═════ Records for this exercise ═════

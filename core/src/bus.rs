//! Event bus abstraction over the broker transport.
//!
//! The pipeline's stages are connected in-process by partitioned worker
//! pools; the bus is the edge where events enter (raw GPS pings) and leave
//! (proximity, notification and analytics events for external consumers such
//! as the dashboard).
//!
//! # Delivery semantics
//!
//! **At-least-once** with commits after in-process handoff: if the process
//! crashes before a commit, events are redelivered. Handlers must therefore
//! be safe to apply twice - the cooldown window suppresses a replayed
//! proximity event once a notification went out, and
//! [`NotificationEvent::derive_id`](crate::events::NotificationEvent::derive_id)
//! gives downstream consumers an idempotency key.
//!
//! # Partitioning
//!
//! [`WireEvent::key`] carries the partitioning key - the user id for all
//! pipeline traffic - so every event for one user lands in one partition and
//! is observed in arrival order. Analytics topics need no cross-user
//! ordering.

use futures::Stream;
use serde::{Deserialize, Serialize};
use std::future::Future;
use std::pin::Pin;
use thiserror::Error;

/// Topic names used by the pipeline.
pub mod topics {
    /// Inbound raw location pings from the producer fleet.
    pub const GPS_STREAM: &str = "gps_stream";
    /// Proximity candidates emitted by the location stage.
    pub const SHOP_PROXIMITY: &str = "shop_proximity_events";
    /// Sent notifications, consumed by the dashboard read path.
    pub const NOTIFICATIONS: &str = "notification_events";
    /// Companion analytics records.
    pub const ANALYTICS: &str = "analytics_events";
}

/// Errors that can occur during event bus operations.
#[derive(Error, Debug, Clone)]
pub enum BusError {
    /// Failed to connect to the broker.
    #[error("connection failed: {0}")]
    ConnectionFailed(String),

    /// Failed to publish an event to a topic.
    #[error("publish failed for topic '{topic}': {reason}")]
    PublishFailed {
        /// The topic that failed.
        topic: String,
        /// The reason for failure.
        reason: String,
    },

    /// Failed to subscribe to topics.
    #[error("subscription failed for topics {topics:?}: {reason}")]
    SubscriptionFailed {
        /// The topics that failed to subscribe.
        topics: Vec<String>,
        /// The reason for failure.
        reason: String,
    },

    /// Failed to encode an event payload.
    #[error("serialization failed: {0}")]
    SerializationFailed(String),

    /// Failed to decode an event payload.
    #[error("deserialization failed: {0}")]
    DeserializationFailed(String),

    /// Network or transport error.
    #[error("transport error: {0}")]
    TransportError(String),
}

/// Transport envelope: a typed JSON payload plus its partitioning key.
#[derive(Debug, Clone, PartialEq, Eq, Serialize, Deserialize)]
pub struct WireEvent {
    /// Event type tag (e.g. `"LocationEvent"`).
    pub event_type: String,
    /// JSON-encoded event body.
    pub payload: Vec<u8>,
    /// Partitioning key; the user id for pipeline traffic.
    pub key: Option<String>,
}

impl WireEvent {
    /// Envelope a serializable event, keyed by `user_id`.
    ///
    /// # Errors
    ///
    /// Returns [`BusError::SerializationFailed`] if the event cannot be
    /// serialized to JSON.
    pub fn encode<T: Serialize>(
        event_type: impl Into<String>,
        event: &T,
        user_id: i64,
    ) -> Result<Self, BusError> {
        let payload = serde_json::to_vec(event)
            .map_err(|e| BusError::SerializationFailed(e.to_string()))?;
        Ok(Self {
            event_type: event_type.into(),
            payload,
            key: Some(user_id.to_string()),
        })
    }

    /// Decode the JSON payload into a concrete event type.
    ///
    /// # Errors
    ///
    /// Returns [`BusError::DeserializationFailed`] if the payload is not
    /// valid JSON for `T`.
    pub fn decode<T: for<'de> Deserialize<'de>>(&self) -> Result<T, BusError> {
        serde_json::from_slice(&self.payload)
            .map_err(|e| BusError::DeserializationFailed(e.to_string()))
    }
}

/// Stream of events from subscriptions.
pub type EventStream = Pin<Box<dyn Stream<Item = Result<WireEvent, BusError>> + Send>>;

/// Trait for event bus implementations.
///
/// Uses explicit `Pin<Box<dyn Future>>` returns instead of `async fn` so the
/// bus can be held as `Arc<dyn EventBus>` by the stages.
///
/// # Implementations
///
/// - `KafkaEventBus` (nearcast-kafka) - production transport
/// - `InMemoryEventBus` (nearcast-testing) - fast, in-process
pub trait EventBus: Send + Sync {
    /// Publish an event to a topic with at-least-once semantics.
    ///
    /// # Errors
    ///
    /// Returns [`BusError::PublishFailed`] if the publish operation fails.
    fn publish(
        &self,
        topic: &str,
        event: &WireEvent,
    ) -> Pin<Box<dyn Future<Output = Result<(), BusError>> + Send + '_>>;

    /// Subscribe to one or more topics and receive a stream of events.
    ///
    /// # Errors
    ///
    /// Returns [`BusError::SubscriptionFailed`] if subscription fails.
    fn subscribe(
        &self,
        topics: &[&str],
    ) -> Pin<Box<dyn Future<Output = Result<EventStream, BusError>> + Send + '_>>;
}

#[cfg(test)]
mod tests {
    #![allow(clippy::unwrap_used, clippy::expect_used, clippy::panic)] // Test code

    use super::*;
    use crate::events::LocationEvent;
    use chrono::{TimeZone, Utc};

    #[test]
    fn encode_decode_round_trips_with_user_key() {
        let event = LocationEvent {
            user_id: 42,
            latitude: 45.4642,
            longitude: 9.19,
            timestamp: Utc.with_ymd_and_hms(2024, 6, 1, 12, 0, 0).unwrap(),
            age: 30,
            profession: "engineer".into(),
            interests: "tech,travel".into(),
        };

        let wire = WireEvent::encode("LocationEvent", &event, event.user_id).unwrap();
        assert_eq!(wire.key.as_deref(), Some("42"));
        assert_eq!(wire.event_type, "LocationEvent");

        let decoded: LocationEvent = wire.decode().unwrap();
        assert_eq!(decoded, event);
    }

    #[test]
    fn encode_reports_unserializable_payloads() {
        // JSON object keys must be strings; a tuple-keyed map cannot encode.
        let bad: std::collections::HashMap<(i32, i32), i32> =
            std::collections::HashMap::from([((1, 2), 3)]);
        assert!(matches!(
            WireEvent::encode("Bad", &bad, 1),
            Err(BusError::SerializationFailed(_))
        ));
    }

    #[test]
    fn decode_rejects_wrong_shape() {
        let wire = WireEvent {
            event_type: "LocationEvent".into(),
            payload: b"{\"nope\": true}".to_vec(),
            key: None,
        };
        assert!(matches!(
            wire.decode::<LocationEvent>(),
            Err(BusError::DeserializationFailed(_))
        ));
    }
}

═════

Your task: Lines from the beginning of the data above through the line containing "if the process" are to be returned exactly, and no others.

Solution below:
filename core/src/bus.rs
//! Event bus abstraction over the broker transport.
//!
//! The pipeline's stages are connected in-process by partitioned worker
//! pools; the bus is the edge where events enter (raw GPS pings) and leave
//! (proximity, notification and analytics events for external consumers such
//! as the dashboard).
//!
//! # Delivery semantics
//!
//! **At-least-once** with commits after in-process handoff: if the process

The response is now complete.